→ INSTRUCTIONS FOR THE TASK:
The lines below, beginning at the one that contains "#[validate(range(min = 1))]" and ending at the last, are to be retyped exactly.

Stored items
# # # # # # #
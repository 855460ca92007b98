//! Monthly payment DTOs

use chrono::{DateTime, NaiveDate, Utc};
use serde::{Deserialize, Serialize};
use utoipa::{IntoParams, ToSchema};
use validator::Validate;

use crate::domain::payment::SettledPayment;
use crate::domain::MonthlyPaymentDue;

#[derive(Debug, Serialize, Deserialize, ToSchema)]
#[serde(rename_all = "camelCase")]
pub struct PaymentDto {
    pub id: i32,
    pub assignment_id: i32,
    pub user_id: i32,
    /// "YYYY-MM"
    pub month: String,
    pub amount_due: i64,
    pub amount_paid: i64,
    pub amount_refunded: i64,
    /// pending_payment | paid | refunded | cancelled
    pub status: String,
    pub due_date: NaiveDate,
    pub paid_at: Option<DateTime<Utc>>,
    pub created_at: DateTime<Utc>,
    pub updated_at: DateTime<Utc>,
}

impl From<MonthlyPaymentDue> for PaymentDto {
    fn from(p: MonthlyPaymentDue) -> Self {
        Self {
            id: p.id,
            assignment_id: p.assignment_id,
            user_id: p.user_id,
            month: p.month.to_string(),
            amount_due: p.amount_due,
            amount_paid: p.amount_paid,
            amount_refunded: p.amount_refunded,
            status: p.status.to_string(),
            due_date: p.due_date,
            paid_at: p.paid_at,
            created_at: p.created_at,
            updated_at: p.updated_at,
        }
    }
}

#[derive(Debug, Default, Deserialize, IntoParams)]
#[serde(rename_all = "camelCase")]
pub struct ListPaymentsParams {
    pub assignment_id: Option<i32>,
    pub user_id: Option<i32>,
    pub status: Option<String>,
}

#[derive(Debug, Serialize, ToSchema)]
#[serde(rename_all = "camelCase")]
pub struct MarkPaidResponse {
    pub payment: PaymentDto,
    /// Reservations of the month flagged paid
    pub reservations_updated: u64,
}

impl From<SettledPayment> for MarkPaidResponse {
    fn from(s: SettledPayment) -> Self {
        Self {
            payment: s.payment.into(),
            reservations_updated: s.reservations_updated,
        }
    }
}

#[derive(Debug, Default, Deserialize, Validate, ToSchema)]
#[serde(rename_all = "camelCase")]
pub struct RefundRequest {
    /// Partial refund in minor units; the whole paid amount when omitted
    #[validate(range(min = 1))]
    pub amount: Option<i64>,
}
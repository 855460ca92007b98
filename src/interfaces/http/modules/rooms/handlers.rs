//! Room directory handlers

use std::sync::Arc;

use axum::extract::{Path, Query, State};
use axum::Json;

use super::dto::*;
use crate::application::BookingService;
use crate::interfaces::http::common::{ApiResponse, ApiResult};

#[derive(Clone)]
pub struct RoomState {
    pub booking: Arc<BookingService>,
}

#[utoipa::path(
    get,
    path = "/api/v1/rooms",
    tag = "Rooms",
    params(ListRoomsParams),
    responses((status = 200, description = "Rooms", body = ApiResponse<Vec<RoomDto>>))
)]
pub async fn list_rooms(
    State(state): State<RoomState>,
    Query(params): Query<ListRoomsParams>,
) -> ApiResult<Vec<RoomDto>> {
    let rooms = state.booking.list_rooms(params.sede_id).await?;
    Ok(Json(ApiResponse::success(
        rooms.into_iter().map(RoomDto::from).collect(),
    )))
}

#[utoipa::path(
    get,
    path = "/api/v1/rooms/{id}/availability",
    tag = "Rooms",
    params(("id" = i32, Path, description = "Room ID"), AvailabilityParams),
    responses(
        (status = 200, description = "Busy ranges of the day", body = ApiResponse<AvailabilityResponse>),
        (status = 404, description = "Room not found")
    )
)]
pub async fn room_availability(
    State(state): State<RoomState>,
    Path(id): Path<i32>,
    Query(params): Query<AvailabilityParams>,
) -> ApiResult<AvailabilityResponse> {
    let busy = state.booking.availability(id, params.date).await?;
    Ok(Json(ApiResponse::success(AvailabilityResponse {
        room_id: id,
        date: params.date,
        busy: busy.into_iter().map(BusySlotDto::from).collect(),
    })))
}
# # # # # # #
→ ANSWER SECTION:
    #[validate(range(min = 1))]
    pub amount: Option<i64>,
}
repository 855460ca92007b98
filename src/interfaces/http/modules/rooms/handlers.rs
//! Room directory handlers

use std::sync::Arc;

use axum::extract::{Path, Query, State};
use axum::Json;

use super::dto::*;
use crate::application::BookingService;
use crate::interfaces::http::common::{ApiResponse, ApiResult};

#[derive(Clone)]
pub struct RoomState {
    pub booking: Arc<BookingService>,
}

#[utoipa::path(
    get,
    path = "/api/v1/rooms",
    tag = "Rooms",
    params(ListRoomsParams),
    responses((status = 200, description = "Rooms", body = ApiResponse<Vec<RoomDto>>))
)]
pub async fn list_rooms(
    State(state): State<RoomState>,
    Query(params): Query<ListRoomsParams>,
) -> ApiResult<Vec<RoomDto>> {
    let rooms = state.booking.list_rooms(params.sede_id).await?;
    Ok(Json(ApiResponse::success(
        rooms.into_iter().map(RoomDto::from).collect(),
    )))
}

#[utoipa::path(
    get,
    path = "/api/v1/rooms/{id}/availability",
    tag = "Rooms",
    params(("id" = i32, Path, description = "Room ID"), AvailabilityParams),
    responses(
        (status = 200, description = "Busy ranges of the day", body = ApiResponse<AvailabilityResponse>),
        (status = 404, description = "Room not found")
    )
)]
pub async fn room_availability(
    State(state): State<RoomState>,
    Path(id): Path<i32>,
    Query(params): Query<AvailabilityParams>,
) -> ApiResult<AvailabilityResponse> {
    let busy = state.booking.availability(id, params.date).await?;
    Ok(Json(ApiResponse::success(AvailabilityResponse {
        room_id: id,
        date: params.date,
        busy: busy.into_iter().map(BusySlotDto::from).collect(),
    })))
}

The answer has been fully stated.